# Data for the task:

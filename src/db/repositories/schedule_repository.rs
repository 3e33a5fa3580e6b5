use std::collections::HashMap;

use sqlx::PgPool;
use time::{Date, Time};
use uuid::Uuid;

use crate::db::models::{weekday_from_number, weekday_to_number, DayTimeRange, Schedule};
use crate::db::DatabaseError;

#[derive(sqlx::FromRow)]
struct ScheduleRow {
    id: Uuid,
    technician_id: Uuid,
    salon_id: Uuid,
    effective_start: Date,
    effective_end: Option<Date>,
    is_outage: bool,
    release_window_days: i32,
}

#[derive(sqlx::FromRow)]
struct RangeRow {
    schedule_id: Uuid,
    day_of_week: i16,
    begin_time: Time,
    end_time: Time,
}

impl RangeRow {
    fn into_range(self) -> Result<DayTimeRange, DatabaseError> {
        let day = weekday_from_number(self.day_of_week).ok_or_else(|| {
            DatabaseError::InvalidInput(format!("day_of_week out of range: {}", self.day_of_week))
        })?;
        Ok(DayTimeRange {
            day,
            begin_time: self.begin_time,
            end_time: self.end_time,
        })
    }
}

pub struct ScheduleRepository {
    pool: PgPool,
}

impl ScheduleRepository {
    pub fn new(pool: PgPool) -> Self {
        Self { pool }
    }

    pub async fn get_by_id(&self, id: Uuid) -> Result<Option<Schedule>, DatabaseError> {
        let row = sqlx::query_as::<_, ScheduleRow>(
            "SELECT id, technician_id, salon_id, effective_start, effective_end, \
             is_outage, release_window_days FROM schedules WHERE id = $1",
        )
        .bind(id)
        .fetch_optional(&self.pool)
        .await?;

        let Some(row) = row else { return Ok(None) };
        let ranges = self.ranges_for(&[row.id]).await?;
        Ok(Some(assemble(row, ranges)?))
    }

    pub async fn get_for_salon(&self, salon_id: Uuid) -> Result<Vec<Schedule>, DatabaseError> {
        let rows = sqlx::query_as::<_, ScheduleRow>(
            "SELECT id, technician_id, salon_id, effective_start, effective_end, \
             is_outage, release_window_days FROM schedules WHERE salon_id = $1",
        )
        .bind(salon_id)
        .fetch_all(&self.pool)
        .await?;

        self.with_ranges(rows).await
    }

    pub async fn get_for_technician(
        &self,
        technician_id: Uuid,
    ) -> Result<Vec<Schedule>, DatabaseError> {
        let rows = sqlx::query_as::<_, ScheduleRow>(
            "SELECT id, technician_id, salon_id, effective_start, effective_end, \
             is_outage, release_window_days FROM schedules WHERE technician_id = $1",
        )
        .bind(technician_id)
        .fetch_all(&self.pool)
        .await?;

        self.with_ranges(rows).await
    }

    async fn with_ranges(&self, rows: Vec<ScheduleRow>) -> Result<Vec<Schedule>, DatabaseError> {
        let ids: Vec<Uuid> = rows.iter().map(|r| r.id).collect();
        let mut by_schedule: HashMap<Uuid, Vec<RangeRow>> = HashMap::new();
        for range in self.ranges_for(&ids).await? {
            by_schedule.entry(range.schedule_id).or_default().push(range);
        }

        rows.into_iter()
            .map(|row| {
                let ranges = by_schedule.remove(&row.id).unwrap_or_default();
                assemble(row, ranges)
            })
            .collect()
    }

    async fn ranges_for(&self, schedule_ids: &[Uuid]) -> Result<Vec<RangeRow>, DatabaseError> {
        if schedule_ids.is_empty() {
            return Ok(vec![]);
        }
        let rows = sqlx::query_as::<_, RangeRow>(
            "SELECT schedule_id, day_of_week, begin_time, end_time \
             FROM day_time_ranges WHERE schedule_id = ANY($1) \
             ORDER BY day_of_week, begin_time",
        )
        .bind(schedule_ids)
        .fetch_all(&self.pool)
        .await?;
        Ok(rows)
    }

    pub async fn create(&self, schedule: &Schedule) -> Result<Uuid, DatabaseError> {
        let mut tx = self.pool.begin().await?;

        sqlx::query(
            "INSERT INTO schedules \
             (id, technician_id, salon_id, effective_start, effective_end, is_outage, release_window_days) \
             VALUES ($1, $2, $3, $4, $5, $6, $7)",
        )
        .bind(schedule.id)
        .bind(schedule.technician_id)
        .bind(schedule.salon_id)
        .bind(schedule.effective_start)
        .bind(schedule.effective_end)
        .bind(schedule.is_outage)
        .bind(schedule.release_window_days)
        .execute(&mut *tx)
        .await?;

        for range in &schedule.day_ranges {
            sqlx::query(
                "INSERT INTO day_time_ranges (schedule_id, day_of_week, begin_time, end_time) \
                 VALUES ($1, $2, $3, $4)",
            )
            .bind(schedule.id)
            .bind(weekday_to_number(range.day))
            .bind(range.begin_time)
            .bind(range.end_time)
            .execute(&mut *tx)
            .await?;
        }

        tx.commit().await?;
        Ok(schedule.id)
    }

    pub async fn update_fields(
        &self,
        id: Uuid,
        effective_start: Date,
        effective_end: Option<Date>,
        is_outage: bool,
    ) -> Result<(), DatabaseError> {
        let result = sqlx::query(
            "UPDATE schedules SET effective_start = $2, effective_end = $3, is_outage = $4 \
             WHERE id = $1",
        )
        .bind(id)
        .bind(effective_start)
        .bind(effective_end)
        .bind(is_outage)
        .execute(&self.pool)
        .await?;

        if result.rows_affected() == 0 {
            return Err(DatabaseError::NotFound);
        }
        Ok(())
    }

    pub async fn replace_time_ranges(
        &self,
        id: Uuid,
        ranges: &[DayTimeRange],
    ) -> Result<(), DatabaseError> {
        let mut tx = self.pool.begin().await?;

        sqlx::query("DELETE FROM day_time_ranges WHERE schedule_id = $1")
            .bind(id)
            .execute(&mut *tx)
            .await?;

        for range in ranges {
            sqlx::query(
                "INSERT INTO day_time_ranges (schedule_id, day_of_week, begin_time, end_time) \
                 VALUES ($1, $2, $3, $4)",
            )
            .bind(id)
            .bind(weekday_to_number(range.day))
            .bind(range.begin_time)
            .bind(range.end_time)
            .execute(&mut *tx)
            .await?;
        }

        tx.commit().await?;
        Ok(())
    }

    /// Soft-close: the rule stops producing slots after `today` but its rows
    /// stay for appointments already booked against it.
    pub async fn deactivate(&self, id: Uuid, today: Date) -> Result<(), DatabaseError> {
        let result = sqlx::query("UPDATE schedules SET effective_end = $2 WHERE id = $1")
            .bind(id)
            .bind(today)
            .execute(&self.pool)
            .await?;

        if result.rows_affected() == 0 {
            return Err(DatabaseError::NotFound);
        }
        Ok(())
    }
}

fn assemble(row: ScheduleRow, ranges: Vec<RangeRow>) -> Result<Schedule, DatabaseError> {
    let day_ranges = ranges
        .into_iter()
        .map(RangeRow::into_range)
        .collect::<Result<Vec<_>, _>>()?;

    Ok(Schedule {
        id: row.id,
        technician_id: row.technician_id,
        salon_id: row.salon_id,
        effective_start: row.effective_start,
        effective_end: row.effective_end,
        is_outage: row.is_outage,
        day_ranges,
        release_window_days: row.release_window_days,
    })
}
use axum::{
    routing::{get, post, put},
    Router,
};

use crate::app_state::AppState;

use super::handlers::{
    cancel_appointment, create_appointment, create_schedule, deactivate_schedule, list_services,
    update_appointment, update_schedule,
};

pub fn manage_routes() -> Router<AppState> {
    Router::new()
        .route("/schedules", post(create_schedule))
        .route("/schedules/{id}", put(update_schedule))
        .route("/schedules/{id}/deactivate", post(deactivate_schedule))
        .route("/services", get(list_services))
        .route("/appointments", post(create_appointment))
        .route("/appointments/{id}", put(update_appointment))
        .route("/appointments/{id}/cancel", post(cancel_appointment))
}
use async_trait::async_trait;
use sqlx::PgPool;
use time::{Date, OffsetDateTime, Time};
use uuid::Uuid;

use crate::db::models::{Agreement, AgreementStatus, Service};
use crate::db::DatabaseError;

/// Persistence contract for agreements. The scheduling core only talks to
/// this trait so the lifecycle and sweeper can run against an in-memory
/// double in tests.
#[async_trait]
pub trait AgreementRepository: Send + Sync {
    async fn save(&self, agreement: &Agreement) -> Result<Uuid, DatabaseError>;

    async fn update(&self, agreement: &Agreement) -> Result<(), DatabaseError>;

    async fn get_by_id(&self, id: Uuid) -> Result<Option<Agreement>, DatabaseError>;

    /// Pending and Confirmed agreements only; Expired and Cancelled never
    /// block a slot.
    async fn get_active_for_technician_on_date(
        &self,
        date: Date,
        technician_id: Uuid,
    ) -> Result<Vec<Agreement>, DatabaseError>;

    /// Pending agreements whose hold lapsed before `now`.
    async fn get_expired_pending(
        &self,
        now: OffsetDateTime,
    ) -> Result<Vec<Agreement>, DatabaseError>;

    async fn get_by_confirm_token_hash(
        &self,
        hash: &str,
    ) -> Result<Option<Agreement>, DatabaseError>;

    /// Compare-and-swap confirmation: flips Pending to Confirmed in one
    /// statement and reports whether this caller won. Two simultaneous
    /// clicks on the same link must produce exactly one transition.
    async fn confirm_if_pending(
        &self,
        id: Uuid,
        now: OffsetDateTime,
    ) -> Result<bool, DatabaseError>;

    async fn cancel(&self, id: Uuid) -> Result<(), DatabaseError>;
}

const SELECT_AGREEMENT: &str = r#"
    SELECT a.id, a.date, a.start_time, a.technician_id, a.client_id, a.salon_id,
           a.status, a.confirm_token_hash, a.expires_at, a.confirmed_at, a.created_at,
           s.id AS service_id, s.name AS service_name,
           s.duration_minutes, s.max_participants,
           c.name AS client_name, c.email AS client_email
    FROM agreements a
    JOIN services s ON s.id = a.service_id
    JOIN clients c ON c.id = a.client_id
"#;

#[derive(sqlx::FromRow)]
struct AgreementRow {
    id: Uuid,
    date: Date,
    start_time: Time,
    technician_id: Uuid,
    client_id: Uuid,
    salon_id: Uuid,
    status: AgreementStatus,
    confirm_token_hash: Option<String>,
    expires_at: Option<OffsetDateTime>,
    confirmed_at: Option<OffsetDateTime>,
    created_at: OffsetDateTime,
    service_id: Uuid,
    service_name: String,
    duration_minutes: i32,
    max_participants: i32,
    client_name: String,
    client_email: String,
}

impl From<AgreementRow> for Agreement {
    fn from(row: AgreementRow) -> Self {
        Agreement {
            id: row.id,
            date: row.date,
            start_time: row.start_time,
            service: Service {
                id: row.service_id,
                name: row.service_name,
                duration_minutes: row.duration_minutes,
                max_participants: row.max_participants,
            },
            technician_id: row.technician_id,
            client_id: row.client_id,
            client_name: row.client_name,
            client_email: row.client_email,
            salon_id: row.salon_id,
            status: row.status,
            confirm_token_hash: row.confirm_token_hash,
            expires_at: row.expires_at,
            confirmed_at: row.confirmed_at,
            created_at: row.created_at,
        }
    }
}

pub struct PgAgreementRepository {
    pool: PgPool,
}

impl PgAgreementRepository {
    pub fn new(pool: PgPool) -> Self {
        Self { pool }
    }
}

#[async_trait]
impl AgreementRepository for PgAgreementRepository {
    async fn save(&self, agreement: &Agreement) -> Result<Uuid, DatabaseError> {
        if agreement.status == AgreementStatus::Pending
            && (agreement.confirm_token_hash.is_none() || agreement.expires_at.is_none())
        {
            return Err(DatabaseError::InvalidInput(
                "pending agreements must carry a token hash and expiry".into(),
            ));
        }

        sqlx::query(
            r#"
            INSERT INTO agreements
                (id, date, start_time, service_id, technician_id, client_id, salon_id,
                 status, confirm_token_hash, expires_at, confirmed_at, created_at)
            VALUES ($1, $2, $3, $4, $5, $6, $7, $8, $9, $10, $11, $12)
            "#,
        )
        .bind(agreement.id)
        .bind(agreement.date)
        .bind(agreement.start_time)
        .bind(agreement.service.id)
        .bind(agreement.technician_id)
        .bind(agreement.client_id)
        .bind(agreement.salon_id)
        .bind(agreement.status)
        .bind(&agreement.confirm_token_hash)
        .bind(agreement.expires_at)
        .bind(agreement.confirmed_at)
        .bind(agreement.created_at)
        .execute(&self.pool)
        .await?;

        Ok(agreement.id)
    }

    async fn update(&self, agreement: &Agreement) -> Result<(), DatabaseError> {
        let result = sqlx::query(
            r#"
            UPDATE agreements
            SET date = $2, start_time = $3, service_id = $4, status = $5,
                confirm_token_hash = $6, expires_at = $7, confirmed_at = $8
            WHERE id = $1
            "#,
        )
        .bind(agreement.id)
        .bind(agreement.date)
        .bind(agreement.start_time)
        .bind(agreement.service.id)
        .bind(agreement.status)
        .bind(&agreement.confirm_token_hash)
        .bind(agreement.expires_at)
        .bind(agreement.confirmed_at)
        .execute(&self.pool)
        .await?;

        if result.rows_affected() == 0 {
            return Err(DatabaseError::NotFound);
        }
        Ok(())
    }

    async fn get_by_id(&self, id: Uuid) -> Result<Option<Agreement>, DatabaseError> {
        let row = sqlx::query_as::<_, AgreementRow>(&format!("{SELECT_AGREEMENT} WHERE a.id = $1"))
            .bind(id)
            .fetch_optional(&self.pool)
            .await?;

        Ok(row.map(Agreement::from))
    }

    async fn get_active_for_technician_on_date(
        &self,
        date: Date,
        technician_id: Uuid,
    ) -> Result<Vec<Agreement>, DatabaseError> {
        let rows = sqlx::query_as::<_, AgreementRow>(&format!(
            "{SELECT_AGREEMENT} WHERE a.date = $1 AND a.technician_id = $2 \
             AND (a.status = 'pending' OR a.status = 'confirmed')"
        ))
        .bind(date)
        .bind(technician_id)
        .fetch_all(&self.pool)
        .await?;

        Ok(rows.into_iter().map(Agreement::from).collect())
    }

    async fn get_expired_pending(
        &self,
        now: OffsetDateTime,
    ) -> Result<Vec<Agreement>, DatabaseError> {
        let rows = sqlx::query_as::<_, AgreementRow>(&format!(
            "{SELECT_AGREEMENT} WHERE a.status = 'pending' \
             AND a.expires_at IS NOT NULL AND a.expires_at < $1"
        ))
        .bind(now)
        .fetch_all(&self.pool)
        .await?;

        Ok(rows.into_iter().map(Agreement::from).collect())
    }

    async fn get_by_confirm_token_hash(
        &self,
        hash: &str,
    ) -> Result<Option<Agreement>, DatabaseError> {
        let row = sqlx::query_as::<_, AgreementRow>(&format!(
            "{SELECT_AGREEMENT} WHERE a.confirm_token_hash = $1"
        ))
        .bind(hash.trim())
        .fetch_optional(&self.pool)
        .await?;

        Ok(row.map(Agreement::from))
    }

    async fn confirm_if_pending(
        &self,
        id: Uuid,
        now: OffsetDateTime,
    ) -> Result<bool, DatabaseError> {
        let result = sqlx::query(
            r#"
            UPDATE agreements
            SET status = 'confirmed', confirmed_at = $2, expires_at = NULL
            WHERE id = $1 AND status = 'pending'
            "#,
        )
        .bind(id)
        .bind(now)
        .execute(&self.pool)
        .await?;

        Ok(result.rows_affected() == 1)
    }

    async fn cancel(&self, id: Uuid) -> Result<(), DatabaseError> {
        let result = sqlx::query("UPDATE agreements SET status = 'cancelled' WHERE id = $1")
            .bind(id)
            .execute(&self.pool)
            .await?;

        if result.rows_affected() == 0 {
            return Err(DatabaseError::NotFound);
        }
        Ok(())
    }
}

* * *

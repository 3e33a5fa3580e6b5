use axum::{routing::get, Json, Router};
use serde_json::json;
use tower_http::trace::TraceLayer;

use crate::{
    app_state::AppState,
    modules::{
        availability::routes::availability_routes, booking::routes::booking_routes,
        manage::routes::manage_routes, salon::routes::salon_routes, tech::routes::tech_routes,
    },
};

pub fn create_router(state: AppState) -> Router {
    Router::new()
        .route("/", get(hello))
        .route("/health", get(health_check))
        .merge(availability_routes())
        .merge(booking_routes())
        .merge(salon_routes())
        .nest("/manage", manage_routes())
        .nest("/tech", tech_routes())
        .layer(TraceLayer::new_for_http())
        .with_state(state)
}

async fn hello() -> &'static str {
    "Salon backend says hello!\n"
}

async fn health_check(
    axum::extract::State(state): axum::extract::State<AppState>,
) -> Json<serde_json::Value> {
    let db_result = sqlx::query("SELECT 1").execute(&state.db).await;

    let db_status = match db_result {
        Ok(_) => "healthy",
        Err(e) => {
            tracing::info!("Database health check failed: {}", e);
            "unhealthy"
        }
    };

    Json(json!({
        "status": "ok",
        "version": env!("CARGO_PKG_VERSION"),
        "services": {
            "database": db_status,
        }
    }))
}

--

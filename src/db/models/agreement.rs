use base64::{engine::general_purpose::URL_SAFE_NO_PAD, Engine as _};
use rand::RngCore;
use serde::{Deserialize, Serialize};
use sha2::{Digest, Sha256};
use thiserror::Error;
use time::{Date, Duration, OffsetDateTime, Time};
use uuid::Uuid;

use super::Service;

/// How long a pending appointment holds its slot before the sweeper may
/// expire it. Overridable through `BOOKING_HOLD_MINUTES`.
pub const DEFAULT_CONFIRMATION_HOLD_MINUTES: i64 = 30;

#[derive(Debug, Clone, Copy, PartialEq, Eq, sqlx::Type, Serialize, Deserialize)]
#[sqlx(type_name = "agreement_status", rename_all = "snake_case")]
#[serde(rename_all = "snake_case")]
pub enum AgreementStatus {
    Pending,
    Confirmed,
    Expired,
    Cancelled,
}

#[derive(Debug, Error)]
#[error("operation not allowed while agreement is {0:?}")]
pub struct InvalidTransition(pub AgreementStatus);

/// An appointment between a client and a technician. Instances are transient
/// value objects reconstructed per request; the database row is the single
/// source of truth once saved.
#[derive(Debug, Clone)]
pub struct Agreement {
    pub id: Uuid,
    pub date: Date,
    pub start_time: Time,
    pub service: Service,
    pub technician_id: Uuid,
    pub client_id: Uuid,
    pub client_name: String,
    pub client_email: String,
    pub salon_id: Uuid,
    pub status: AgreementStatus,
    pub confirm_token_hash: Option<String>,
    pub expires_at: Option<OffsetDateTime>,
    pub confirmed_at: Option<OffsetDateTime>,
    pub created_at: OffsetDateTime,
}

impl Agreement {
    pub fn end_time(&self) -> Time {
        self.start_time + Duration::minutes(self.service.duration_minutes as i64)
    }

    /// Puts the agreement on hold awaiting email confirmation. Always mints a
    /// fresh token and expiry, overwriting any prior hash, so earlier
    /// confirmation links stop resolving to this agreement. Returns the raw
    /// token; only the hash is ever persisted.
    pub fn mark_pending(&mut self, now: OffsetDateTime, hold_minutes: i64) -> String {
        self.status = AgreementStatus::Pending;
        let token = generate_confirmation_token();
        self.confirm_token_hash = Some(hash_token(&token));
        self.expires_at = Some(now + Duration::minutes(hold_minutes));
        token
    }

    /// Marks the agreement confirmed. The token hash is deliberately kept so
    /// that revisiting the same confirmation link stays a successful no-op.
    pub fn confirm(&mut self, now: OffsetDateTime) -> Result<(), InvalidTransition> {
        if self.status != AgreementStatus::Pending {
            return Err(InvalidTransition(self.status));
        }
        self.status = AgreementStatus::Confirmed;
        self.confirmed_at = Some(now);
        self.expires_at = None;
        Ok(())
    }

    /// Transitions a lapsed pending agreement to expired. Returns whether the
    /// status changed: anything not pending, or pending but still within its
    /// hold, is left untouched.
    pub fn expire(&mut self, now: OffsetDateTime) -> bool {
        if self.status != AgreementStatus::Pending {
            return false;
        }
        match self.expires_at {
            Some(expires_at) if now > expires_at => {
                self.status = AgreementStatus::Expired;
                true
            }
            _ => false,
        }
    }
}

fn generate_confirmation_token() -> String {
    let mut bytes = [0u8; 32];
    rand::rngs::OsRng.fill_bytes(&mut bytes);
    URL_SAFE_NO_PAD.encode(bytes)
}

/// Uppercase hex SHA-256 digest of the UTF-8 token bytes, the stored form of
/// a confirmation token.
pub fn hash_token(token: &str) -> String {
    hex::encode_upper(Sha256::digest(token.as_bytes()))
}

# Instructions to follow:
Go through the material above and return each line that holds the word "nest".

# Task result:
        .nest("/manage", manage_routes())
        .nest("/tech", tech_routes())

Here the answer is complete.